The world’s a subtle place, and I might just go live in Vermont.

But people get shot in Vermont too, from time to time — there’s always a black and bleeding bullet-hole in the white half of the yin yang symbol — this world is hopelessly dappled.

And you know that story Somerset Maugham tells about Samarra?

There was a merchant in Bagdad who sent his servant to market to buy provisions and in a little while the servant came back, white and trembling, and said, Master, just now when I was in the marketplace I was jostled by a woman in the crowd and when I turned I saw it was Death that jostled me. She looked at me and made a threatening gesture, now, lend me your horse, and I will ride away from this city and avoid my fate. I will go to Samarra and there Death will not find me. The merchant lent him his horse, and the servant mounted it, and he dug his spurs in its flanks and as fast as the horse could gallop he went. Then the merchant went down to the marketplace and he saw me standing in the crowd and he came to me and said, Why did you make a threating getsture to my servant when you saw him this morning? That was not a threatening gesture, I said, it was only a start of surprise.

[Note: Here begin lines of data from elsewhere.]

//! Signature and attestation messages.
//!
//! Two messages are signed in the decryption flow:
//! - the requester signs a decrypt challenge bound to one handle
//! - the attestor signs `handle_le16 || plaintext_le16`, which the ledger
//!   program verifies before settling

use ed25519_dalek::{Signature as Ed25519Signature, Verifier, VerifyingKey};

use sealbid_types::wire::{encode_u128, WIDE_LEN};
use sealbid_types::{Address, Attestation, Handle, Signature};

use crate::error::ConfidentialError;

const DECRYPT_DOMAIN: &[u8] = b"SEALBID_DECRYPT_REQUEST_V1:";
const ATTESTATION_DOMAIN: &[u8] = b"SEALBID_ATTESTED_DECRYPT_V1:";

/// Message a requester signs to decrypt `handle`.
pub fn decrypt_challenge(handle: Handle) -> Vec<u8> {
    let mut message = Vec::with_capacity(DECRYPT_DOMAIN.len() + WIDE_LEN);
    message.extend_from_slice(DECRYPT_DOMAIN);
    message.extend_from_slice(&encode_u128(handle.0));
    message
}

/// Message the attestor signs over an encoded handle and plaintext.
pub fn attestation_message(handle_bytes: &[u8; WIDE_LEN], plaintext_bytes: &[u8; WIDE_LEN]) -> Vec<u8> {
    let mut message = Vec::with_capacity(ATTESTATION_DOMAIN.len() + 2 * WIDE_LEN);
    message.extend_from_slice(ATTESTATION_DOMAIN);
    message.extend_from_slice(handle_bytes);
    message.extend_from_slice(plaintext_bytes);
    message
}

/// Verify an ed25519 signature made by `identity`.
pub fn verify_signature(
    identity: &Address,
    message: &[u8],
    signature: &Signature,
) -> Result<(), ConfidentialError> {
    let key = VerifyingKey::from_bytes(identity).map_err(|_| ConfidentialError::InvalidIdentity)?;
    key.verify(message, &Ed25519Signature::from_bytes(signature))
        .map_err(|_| ConfidentialError::InvalidSignature)
}

/// Verify that `attestation` binds `plaintext_bytes` to `handle_bytes` and was
/// produced by `expected_attestor`.
pub fn verify_attestation(
    expected_attestor: &Address,
    handle_bytes: &[u8; WIDE_LEN],
    plaintext_bytes: &[u8; WIDE_LEN],
    attestation: &Attestation,
) -> Result<(), ConfidentialError> {
    if &attestation.attestor != expected_attestor {
        return Err(ConfidentialError::AttestationVerificationFailed);
    }

    let message = attestation_message(handle_bytes, plaintext_bytes);
    verify_signature(expected_attestor, &message, &attestation.signature)
        .map_err(|_| ConfidentialError::AttestationVerificationFailed)
}

#[cfg(test)]
mod tests {
    use super::*;
    use ed25519_dalek::{Signer, SigningKey};
    use rand::rngs::OsRng;

    #[test]
    fn test_challenge_binds_handle() {
        assert_ne!(decrypt_challenge(Handle(1)), decrypt_challenge(Handle(2)));
    }

    #[test]
    fn test_verify_signature() {
        let key = SigningKey::generate(&mut OsRng);
        let identity = key.verifying_key().to_bytes();
        let signature = key.sign(b"hello").to_bytes();

        assert!(verify_signature(&identity, b"hello", &signature).is_ok());
        assert_eq!(
            verify_signature(&identity, b"other", &signature),
            Err(ConfidentialError::InvalidSignature)
        );
    }

    #[test]
    fn test_attestation_rejects_other_plaintext() {
        let attestor = SigningKey::generate(&mut OsRng);
        let attestor_id = attestor.verifying_key().to_bytes();
        let handle = encode_u128(9);
        let plaintext = encode_u128(100);

        let attestation = Attestation {
            attestor: attestor_id,
            signature: attestor.sign(&attestation_message(&handle, &plaintext)).to_bytes(),
        };

        assert!(verify_attestation(&attestor_id, &handle, &plaintext, &attestation).is_ok());
        assert_eq!(
            verify_attestation(&attestor_id, &handle, &encode_u128(101), &attestation),
            Err(ConfidentialError::AttestationVerificationFailed)
        );
        assert_eq!(
            verify_attestation(&[7u8; 32], &handle, &plaintext, &attestation),
            Err(ConfidentialError::AttestationVerificationFailed)
        );
    }
}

I was astonished to see him in Bagdad, for I had an appointment with him tonight in Samarra.

Idries Shah tells a version of the same story as “When Death Came to Baghdad” in his Tales of the Dervishes, but with Samarkand rather than Samarra as the fatal destination.

It just might be the same with Vermont.

To be or to do

Sunday, July 22nd, 2012

[ by Charles Cameron — to be or to do: this one’s for Scott ]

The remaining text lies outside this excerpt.